We walked the streets of the beach a few times and found that, yes, there were mostly touristy type gift shops, but there were an ecclectic mix of street performers. My kids enjoyed the juggling show and Ember was invited to participate. I've always known she'd be famous...
Here's a family photo, minus me, the photographer.
The city I grew up in has changed a lot since my teens. The ride to take Kelly to the airport was confusing and admittedly, Kelly knew better where we were headed than I did. He ended up missing his flight and having to wait for another. Still, it was wonderful trip! I'm not sure that my parents understand how much I appreciate that they help us to do these things that we, otherwise, wouldn't be able to do!

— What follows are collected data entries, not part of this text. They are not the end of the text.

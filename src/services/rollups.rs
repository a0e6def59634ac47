//! Daily rollup maintenance for the sales-performance and revenue rows.
//!
//! Both rows are recomputed in full from the canonical order ledger on every
//! intake, inside the intake transaction, rather than incremented in place:
//! the averages, distinct-user count, most-ordered product, and growth rates
//! cannot be maintained correctly by counters alone. Callers serialize
//! concurrent intakes for the same date (see `services::orders`).

use crate::entities::{inventory, order, order_item, product, revenue, sales_performance, user};
use crate::errors::ServiceError;
use chrono::{Days, NaiveDate};
use rust_decimal::Decimal;
use sea_orm::{
    ActiveModelTrait, ColumnTrait, ConnectionTrait, EntityTrait, PaginatorTrait, QueryFilter, Set,
};
use std::collections::{HashMap, HashSet};
use tracing::info;
use uuid::Uuid;

/// Percentage change versus the prior day's value. When there is no prior
/// row, or the prior value is zero, the rate is pinned to 100 — a deliberate
/// edge policy, not a natural result of the formula.
pub(crate) fn growth_rate(current: Decimal, previous: Option<Decimal>) -> Decimal {
    match previous {
        Some(prev) if prev > Decimal::ZERO => {
            (current - prev) / prev * Decimal::ONE_HUNDRED
        }
        _ => Decimal::ONE_HUNDRED,
    }
}

/// Sums quantities per product, preserving first-encounter order so the
/// descending sort below has a stable, documented tie-break.
pub(crate) fn group_quantities(
    items: impl IntoIterator<Item = (Uuid, i32)>,
) -> Vec<(Uuid, i64)> {
    let mut index: HashMap<Uuid, usize> = HashMap::new();
    let mut groups: Vec<(Uuid, i64)> = Vec::new();
    for (product_id, quantity) in items {
        match index.get(&product_id) {
            Some(&i) => groups[i].1 += i64::from(quantity),
            None => {
                index.insert(product_id, groups.len());
                groups.push((product_id, i64::from(quantity)));
            }
        }
    }
    groups
}

/// The product with the highest quantity sum. Ties go to the product that
/// comes first in the descending-quantity ordering, i.e. the one
/// encountered first among the tied group.
pub(crate) fn top_product(groups: &[(Uuid, i64)]) -> Option<Uuid> {
    let mut sorted: Vec<&(Uuid, i64)> = groups.iter().collect();
    sorted.sort_by(|a, b| b.1.cmp(&a.1));
    sorted.first().map(|(product_id, _)| *product_id)
}

/// Recomputes and upserts both rollup rows for `date` from the order
/// ledger. Must run on the intake transaction so the rollups commit or roll
/// back together with the order itself.
///
/// `current_order_items` are the items of the order being created; they are
/// only consulted as a fallback when the ledger grouping comes up empty.
pub async fn refresh_for_date<C: ConnectionTrait>(
    conn: &C,
    date: NaiveDate,
    current_order_items: &[order_item::Model],
) -> Result<(), ServiceError> {
    let orders = order::Entity::find()
        .filter(order::Column::OrderDate.eq(date))
        .all(conn)
        .await?;

    let total_orders = orders.len() as i32;
    let total_amount: Decimal = orders.iter().map(|o| o.order_amount).sum();
    let ordered_users = orders
        .iter()
        .map(|o| o.user_id)
        .collect::<HashSet<_>>()
        .len() as i32;

    // Point-in-time snapshot of all registered users, not scoped to the date.
    let count_of_users = user::Entity::find().count(conn).await? as i32;

    let order_ids: Vec<Uuid> = orders.iter().map(|o| o.id).collect();
    let items = if order_ids.is_empty() {
        Vec::new()
    } else {
        order_item::Entity::find()
            .filter(order_item::Column::OrderId.is_in(order_ids))
            .all(conn)
            .await?
    };

    let units_sold: i64 = items.iter().map(|i| i64::from(i.quantity)).sum();

    let mut groups = group_quantities(items.iter().map(|i| (i.product_id, i.quantity)));
    if groups.is_empty() {
        groups = group_quantities(
            current_order_items
                .iter()
                .map(|i| (i.product_id, i.quantity)),
        );
    }
    let most_ordered_product = match top_product(&groups) {
        Some(product_id) => product::Entity::find_by_id(product_id)
            .one(conn)
            .await?
            .map(|p| p.name)
            .unwrap_or_default(),
        None => String::new(),
    };

    let previous_date = date.checked_sub_days(Days::new(1));

    let previous_sales = match previous_date {
        Some(prev) => sales_performance::Entity::find_by_id(prev).one(conn).await?,
        None => None,
    };
    let sales_growth_rate = growth_rate(
        Decimal::from(total_orders),
        previous_sales.map(|p| Decimal::from(p.total_orders)),
    );

    let average_order_value = if total_orders > 0 {
        total_amount / Decimal::from(total_orders)
    } else {
        Decimal::ZERO
    };

    match sales_performance::Entity::find_by_id(date).one(conn).await? {
        Some(existing) => {
            info!(date = %date, "Updating existing sales performance rollup");
            let mut active: sales_performance::ActiveModel = existing.into();
            active.total_orders = Set(total_orders);
            active.average_order_value = Set(average_order_value);
            active.count_of_ordered_users = Set(ordered_users);
            active.count_of_users = Set(count_of_users);
            active.count_of_units_sold = Set(units_sold as i32);
            active.most_ordered_product = Set(most_ordered_product.clone());
            active.sales_growth_rate = Set(sales_growth_rate);
            active.update(conn).await?;
        }
        None => {
            info!(date = %date, "Creating sales performance rollup");
            sales_performance::ActiveModel {
                date: Set(date),
                total_orders: Set(total_orders),
                average_order_value: Set(average_order_value),
                count_of_ordered_users: Set(ordered_users),
                count_of_users: Set(count_of_users),
                count_of_units_sold: Set(units_sold as i32),
                most_ordered_product: Set(most_ordered_product.clone()),
                sales_growth_rate: Set(sales_growth_rate),
            }
            .insert(conn)
            .await?;
        }
    }

    // Whole-catalog stock valuation at current prices. Deliberately not
    // date-scoped; see the entity doc on `revenues::total_cost`.
    let catalog = product::Entity::find()
        .find_also_related(inventory::Entity)
        .all(conn)
        .await?;
    let total_cost = catalog.iter().fold(Decimal::ZERO, |acc, (prod, inv)| {
        match inv {
            Some(i) => acc + Decimal::from(i.stock_level) * prod.price,
            None => acc,
        }
    });

    let average_revenue_per_order = average_order_value;
    let average_cost_per_order = if total_orders > 0 {
        total_cost / Decimal::from(total_orders)
    } else {
        Decimal::ZERO
    };

    let previous_revenue = match previous_date {
        Some(prev) => revenue::Entity::find_by_id(prev).one(conn).await?,
        None => None,
    };
    let revenue_growth_rate =
        growth_rate(total_amount, previous_revenue.map(|r| r.total_revenue));

    match revenue::Entity::find_by_id(date).one(conn).await? {
        Some(existing) => {
            info!(date = %date, "Updating existing revenue rollup");
            let mut active: revenue::ActiveModel = existing.into();
            active.total_revenue = Set(total_amount);
            active.average_revenue_per_order = Set(average_revenue_per_order);
            active.total_cost = Set(total_cost);
            active.average_cost_per_order = Set(average_cost_per_order);
            active.revenue_growth_rate = Set(revenue_growth_rate);
            active.update(conn).await?;
        }
        None => {
            info!(date = %date, "Creating revenue rollup");
            revenue::ActiveModel {
                date: Set(date),
                total_revenue: Set(total_amount),
                average_revenue_per_order: Set(average_revenue_per_order),
                total_cost: Set(total_cost),
                average_cost_per_order: Set(average_cost_per_order),
                revenue_growth_rate: Set(revenue_growth_rate),
            }
            .insert(conn)
            .await?;
        }
    }

    Ok(())
}
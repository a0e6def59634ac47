use rust_decimal::Decimal;
use sales_dashboard_api::{
    db::{self, DbConfig},
    entities::{inventory, product, user},
    events::{process_events, Event, EventSender},
    services::{
        inventory::InventoryService, orders::OrderService, reports::RevenueReportService,
    },
};
use sea_orm::{ActiveModelTrait, DatabaseConnection, Set};
use std::sync::Arc;
use tokio::sync::{broadcast, mpsc};
use uuid::Uuid;

pub struct TestApp {
    pub db: Arc<DatabaseConnection>,
    pub orders: OrderService,
    pub inventory: InventoryService,
    pub reports: RevenueReportService,
    pub events: broadcast::Receiver<Event>,
}

/// Fresh in-memory database with migrations applied and the full service
/// stack wired up. A single pooled connection keeps every statement on the
/// same in-memory database.
pub async fn setup() -> TestApp {
    let config = DbConfig {
        url: "sqlite::memory:".to_string(),
        max_connections: 1,
        min_connections: 1,
        ..Default::default()
    };
    let pool = db::establish_connection_with_config(&config)
        .await
        .expect("db connect");
    db::run_migrations(&pool).await.expect("migrations");
    let db = Arc::new(pool);

    let (event_tx, event_rx) = mpsc::channel(64);
    let (subscriber_tx, subscriber_rx) = broadcast::channel(64);
    tokio::spawn(process_events(event_rx, subscriber_tx));
    let sender = EventSender::new(event_tx);

    let inventory = InventoryService::new(db.clone());
    let orders = OrderService::new(db.clone(), inventory.clone(), Some(Arc::new(sender)));
    let reports = RevenueReportService::new(db.clone());

    TestApp {
        db,
        orders,
        inventory,
        reports,
        events: subscriber_rx,
    }
}

pub async fn seed_user(db: &DatabaseConnection, name: &str) -> Uuid {
    let id = Uuid::new_v4();
    user::ActiveModel {
        id: Set(id),
        name: Set(name.to_string()),
        email: Set(format!("{}@example.com", id.simple())),
        role: Set("customer".to_string()),
    }
    .insert(db)
    .await
    .expect("seed user");
    id
}

pub async fn seed_product(
    db: &DatabaseConnection,
    name: &str,
    price: Decimal,
    stock_level: i32,
    reorder_level: i32,
) -> Uuid {
    let product_id = Uuid::new_v4();
    product::ActiveModel {
        id: Set(product_id),
        name: Set(name.to_string()),
        category: Set("general".to_string()),
        price: Set(price),
        description: Set(None),
        image_url: Set(None),
    }
    .insert(db)
    .await
    .expect("seed product");

    inventory::ActiveModel {
        id: Set(Uuid::new_v4()),
        product_id: Set(product_id),
        stock_level: Set(stock_level),
        reorder_level: Set(reorder_level),
    }
    .insert(db)
    .await
    .expect("seed inventory");

    product_id
}

pub async fn stock_of(db: &DatabaseConnection, product_id: Uuid) -> i32 {
    use sea_orm::{ColumnTrait, EntityTrait, QueryFilter};
    inventory::Entity::find()
        .filter(inventory::Column::ProductId.eq(product_id))
        .one(db)
        .await
        .expect("stock query")
        .expect("inventory row")
        .stock_level
}
use config::{Config, ConfigError, Environment, File};
use serde::Deserialize;
use std::env;
use std::path::Path;
use thiserror::Error;
use tracing::{error, info};
use validator::{Validate, ValidationError, ValidationErrors};

const DEFAULT_LOG_LEVEL: &str = "info";
const DEFAULT_ENV: &str = "development";
const DEFAULT_PORT: u16 = 8080;
const CONFIG_DIR: &str = "config";
const DEFAULT_EVENT_CHANNEL_CAPACITY: usize = 1024;

/// Application configuration with validation.
#[derive(Clone, Debug, Deserialize, Validate)]
#[serde(deny_unknown_fields)]
pub struct AppConfig {
    /// Database connection URL
    pub database_url: String,

    /// Server host address
    pub host: String,

    /// Server port
    #[serde(default = "default_port")]
    pub port: u16,

    /// Application environment
    pub environment: String,

    /// Logging level
    #[serde(default = "default_log_level")]
    pub log_level: String,

    /// Log in JSON format (structured logging)
    #[serde(default)]
    pub log_json: bool,

    /// Whether to run database migrations on startup
    #[serde(default = "default_true_bool")]
    pub auto_migrate: bool,

    /// CORS: comma-separated list of allowed origins
    #[serde(default)]
    pub cors_allowed_origins: Option<String>,

    /// DB pool: max connections
    #[serde(default = "default_db_max_connections")]
    pub db_max_connections: u32,

    /// DB pool: min connections
    #[serde(default = "default_db_min_connections")]
    pub db_min_connections: u32,

    /// DB timeouts (seconds)
    #[serde(default = "default_db_connect_timeout_secs")]
    pub db_connect_timeout_secs: u64,
    #[serde(default = "default_db_idle_timeout_secs")]
    pub db_idle_timeout_secs: u64,
    #[serde(default = "default_db_acquire_timeout_secs")]
    pub db_acquire_timeout_secs: u64,

    /// Event channel capacity for async change notifications
    #[serde(default = "default_event_channel_capacity")]
    #[validate(custom = "validate_event_channel_capacity")]
    pub event_channel_capacity: usize,
}

fn default_port() -> u16 {
    DEFAULT_PORT
}
fn default_log_level() -> String {
    DEFAULT_LOG_LEVEL.to_string()
}
fn default_true_bool() -> bool {
    true
}
fn default_db_max_connections() -> u32 {
    10
}
fn default_db_min_connections() -> u32 {
    1
}
fn default_db_connect_timeout_secs() -> u64 {
    30
}
fn default_db_idle_timeout_secs() -> u64 {
    600
}
fn default_db_acquire_timeout_secs() -> u64 {
    8
}
fn default_event_channel_capacity() -> usize {
    DEFAULT_EVENT_CHANNEL_CAPACITY
}

fn validate_event_channel_capacity(capacity: usize) -> Result<(), ValidationError> {
    if capacity == 0 {
        return Err(ValidationError::new("event_channel_capacity_zero"));
    }
    Ok(())
}

impl AppConfig {
    pub fn is_development(&self) -> bool {
        self.environment.eq_ignore_ascii_case("development")
            || self.environment.eq_ignore_ascii_case("test")
    }

    pub fn log_level(&self) -> &str {
        &self.log_level
    }
}

#[derive(Debug, Error)]
pub enum AppConfigError {
    #[error("Failed to load configuration: {0}")]
    Load(#[from] ConfigError),
    #[error("Configuration validation failed: {0}")]
    Validation(#[from] ValidationErrors),
}

/// Loads configuration from `config/{default,ENV}.toml` (both optional) and
/// `APP__`-prefixed environment variables, in increasing precedence.
pub fn load_config() -> Result<AppConfig, AppConfigError> {
    let run_env = env::var("RUN_ENV")
        .or_else(|_| env::var("APP_ENV"))
        .unwrap_or_else(|_| DEFAULT_ENV.to_string());
    info!("Loading configuration for environment: {}", run_env);

    if !Path::new(CONFIG_DIR).exists() {
        info!(
            "Config directory '{}' not found; relying on built-in defaults and environment variables",
            CONFIG_DIR
        );
    }

    let config = Config::builder()
        .set_default("database_url", "sqlite://sales_dashboard.db?mode=rwc")?
        .set_default("host", "0.0.0.0")?
        .set_default("port", i64::from(DEFAULT_PORT))?
        .set_default("environment", DEFAULT_ENV)?
        .set_default("log_level", DEFAULT_LOG_LEVEL)?
        .set_default("log_json", false)?
        .add_source(File::with_name(&format!("{}/default", CONFIG_DIR)).required(false))
        .add_source(File::with_name(&format!("{}/{}", CONFIG_DIR, run_env)).required(false))
        .add_source(Environment::with_prefix("APP").separator("__"))
        .build()?;

    let app_config: AppConfig = config.try_deserialize()?;

    app_config.validate().map_err(|e| {
        error!("Configuration validation failed: {:?}", e);
        AppConfigError::Validation(e)
    })?;

    Ok(app_config)
}

/// Initializes the global tracing subscriber. `RUST_LOG` overrides the
/// configured level when set.
pub fn init_tracing(level: &str, json: bool) {
    use tracing_subscriber::{fmt, EnvFilter};

    let default_directive = format!("sales_dashboard_api={},tower_http=debug", level);
    let filter_directive = env::var("RUST_LOG")
        .ok()
        .filter(|s| !s.trim().is_empty())
        .unwrap_or(default_directive);

    if json {
        let _ = fmt()
            .with_env_filter(EnvFilter::new(filter_directive))
            .json()
            .try_init();
    } else {
        let _ = fmt()
            .with_env_filter(EnvFilter::new(filter_directive))
            .try_init();
    }
}
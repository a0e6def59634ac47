pub mod health;
pub mod inventory;
pub mod orders;
pub mod reports;
use sea_orm::entity::prelude::*;
use serde::{Deserialize, Serialize};

/// Order line item. `unit_price` is the price captured at order time, a
/// historical snapshot decoupled from the product's current price.
#[derive(Clone, Debug, PartialEq, Eq, DeriveEntityModel, Serialize, Deserialize)]
#[sea_orm(table_name = "order_items")]
pub struct Model {
    #[sea_orm(primary_key, auto_increment = false)]
    pub id: Uuid,
    pub order_id: Uuid,
    pub product_id: Uuid,
    pub quantity: i32,
    pub unit_price: Decimal,
}

#[derive(Copy, Clone, Debug, EnumIter, DeriveRelation)]
pub enum Relation {
    #[sea_orm(
        belongs_to = "super::order::Entity",
        from = "Column::OrderId",
        to = "super::order::Column::Id"
    )]
    Order,
    #[sea_orm(
        belongs_to = "super::product::Entity",
        from = "Column::ProductId",
        to = "super::product::Column::Id"
    )]
    Product,
}

impl Related<super::order::Entity> for Entity {
    fn to() -> RelationDef {
        Relation::Order.def()
    }
}

impl Related<super::product::Entity> for Entity {
    fn to() -> RelationDef {
        Relation::Product.def()
    }
}

impl ActiveModelBehavior for ActiveModel {}
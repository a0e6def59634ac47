use sea_orm::entity::prelude::*;
use serde::{Deserialize, Serialize};

/// Registered dashboard users. Rows are owned by the (external) auth
/// subsystem; this core only counts them for the daily rollup snapshot.
#[derive(Clone, Debug, PartialEq, Eq, DeriveEntityModel, Serialize, Deserialize)]
#[sea_orm(table_name = "users")]
pub struct Model {
    #[sea_orm(primary_key, auto_increment = false)]
    pub id: Uuid,
    pub name: String,
    #[sea_orm(unique)]
    pub email: String,
    pub role: String,
}

#[derive(Copy, Clone, Debug, EnumIter, DeriveRelation)]
pub enum Relation {
    #[sea_orm(has_many = "super::order::Entity")]
    Orders,
}

impl Related<super::order::Entity> for Entity {
    fn to() -> RelationDef {
        Relation::Orders.def()
    }
}

impl ActiveModelBehavior for ActiveModel {}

The kids, myself, and my parents drove from Virginia to Mississippi in two days time. We stopped over in Nashville to see my brother. I was pleasantly surprised to find that my mother and father had gone to extreme lengths to see that my children had nice accomodations at chez Butler...
To the right of this doorway was two hooks with beautiful dress up clothes and a wooden fairy house that the girls played with the ENTIRE trip. I never knew that my daughters possessed the high heel gene, but it seems, unlike me, they can tolerate them.
I believe one of my fondest memories of our trip is the day I took the kids to Mud Island. This small island in Memphis houses several museums about the Mississippi with a life size replica of a steamship. I was floored when even my smallest seemed completely captivated by all of the information and dioramas. They were so well behaved, listening to their headsets and following me around the museum. The icing on the cake was a hot day with a five block replica of the Mississippi River that you could walk and splash in! The kids loved this and I was awarded with a relaxing and quietly observant position in my kid's interactions.
My Mom and Dad worked the whole time I was there taking off one day to go to the Memphis zoo. It's a beautiful zoo if you ever get a chance to go. My mom and Ayda formed a bond that she has not, of yet, been able to have with my other two children. I believe that seeing the birth of this little one, coupled with the fact that Ayda is such an easy child had something to do with it. They spent many evenings playing and tumbling around the house.
The kids still talk about the tea party they had. Although not perfect (we served Chic-Fil-A instead of finger foods) they loved the petitfours and chocolate covered strawberries. Grandma Donna outfitted the girls with proper attire and Nova wore his prince's cape, but had to make due with a pink tiara. For those of you that know him, this was far from a dissappointment;) Their cousin Lilly was in attendance. They absolutely adored her, but didn't hesitate to treat her just like one of the siblings. Nova doted on her and was very sad to see her go.
Ayda was by far the most well mannered and proper tea guest there is. If you're ever having a tea party she should be included in the VIP list...
Arriving home held all of the mixed emotions you could imagine. I was elated to see Kelly and also dissappointed that things were still the same. It was nice to come home and clean my house, make meals in my kitchen, and just soak up the feeling that I get from something that belongs solely to me. There is still a huge to-do list that I mentally go over in my mind regarding my home and my life, but mostly the priority is to do what makes my family the happiest...Spending time together and learning to love what it is that makes this place, this family, this love...HOME.